***** DATA FOR THIS EXERCISE *****

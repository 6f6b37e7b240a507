use std::path::PathBuf;
use std::str::FromStr;
use std::time::Duration;

use anyhow::{Context, Result};

use crate::embedding::client::{DEFAULT_API_URL, DEFAULT_MODEL};

/// Application configuration loaded from environment variables.
/// Everything has a default; malformed values fail startup.
#[derive(Debug, Clone)]
pub struct Config {
    /// Absent means the in-memory store.
    pub database_url: Option<String>,
    pub port: u16,
    pub rust_log: String,
    /// Absent means every embedding call fails as unavailable.
    pub embedding_api_key: Option<String>,
    pub embedding_api_url: String,
    pub embedding_model: String,
    pub embedding_dimension: usize,
    pub embedding_max_concurrency: usize,
    pub embedding_timeout: Duration,
    pub embedding_degraded_mode: bool,
    pub vocabulary_path: Option<PathBuf>,
    pub search_candidate_pool: usize,
    pub max_upload_bytes: usize,
}

impl Default for Config {
    fn default() -> Self {
        Config {
            database_url: None,
            port: 8080,
            rust_log: "info".to_string(),
            embedding_api_key: None,
            embedding_api_url: DEFAULT_API_URL.to_string(),
            embedding_model: DEFAULT_MODEL.to_string(),
            embedding_dimension: 1536,
            embedding_max_concurrency: 8,
            embedding_timeout: Duration::from_secs(30),
            embedding_degraded_mode: false,
            vocabulary_path: None,
            search_candidate_pool: 50,
            max_upload_bytes: 10 * 1024 * 1024,
        }
    }
}

impl Config {
    pub fn from_env() -> Result<Self> {
        dotenvy::dotenv().ok(); // load .env if present; ignore if missing

        let defaults = Config::default();
        Ok(Config {
            database_url: optional_env("DATABASE_URL"),
            port: parse_env("PORT", defaults.port)?,
            rust_log: optional_env("RUST_LOG").unwrap_or(defaults.rust_log),
            embedding_api_key: optional_env("EMBEDDING_API_KEY"),
            embedding_api_url: optional_env("EMBEDDING_API_URL")
                .unwrap_or(defaults.embedding_api_url),
            embedding_model: optional_env("EMBEDDING_MODEL").unwrap_or(defaults.embedding_model),
            embedding_dimension: parse_env("EMBEDDING_DIMENSION", defaults.embedding_dimension)?,
            embedding_max_concurrency: parse_env(
                "EMBEDDING_MAX_CONCURRENCY",
                defaults.embedding_max_concurrency,
            )?,
            embedding_timeout: Duration::from_secs(parse_env(
                "EMBEDDING_TIMEOUT_SECS",
                defaults.embedding_timeout.as_secs(),
            )?),
            embedding_degraded_mode: parse_env(
                "EMBEDDING_DEGRADED_MODE",
                defaults.embedding_degraded_mode,
            )?,
            vocabulary_path: optional_env("VOCABULARY_PATH").map(PathBuf::from),
            search_candidate_pool: parse_env(
                "SEARCH_CANDIDATE_POOL",
                defaults.search_candidate_pool,
            )?,
            max_upload_bytes: parse_env("MAX_UPLOAD_BYTES", defaults.max_upload_bytes)?,
        })
    }
}

/// Set and non-blank, else `None`.
fn optional_env(key: &str) -> Option<String> {
    std::env::var(key).ok().filter(|v| !v.trim().is_empty())
}

fn parse_env<T>(key: &str, default: T) -> Result<T>
where
    T: FromStr,
    T::Err: std::error::Error + Send + Sync + 'static,
{
    match optional_env(key) {
        Some(raw) => raw
            .trim()
            .parse::<T>()
            .with_context(|| format!("Environment variable '{key}' has invalid value '{raw}'")),
        None => Ok(default),
    }
}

*****

* **WHAT THIS TASK INVOLVES**
In the entries above, some lines hold the string "usize". Copy each of them.

* **RESPONSE**
    pub embedding_dimension: usize,
    pub embedding_max_concurrency: usize,
    pub search_candidate_pool: usize,
    pub max_upload_bytes: usize,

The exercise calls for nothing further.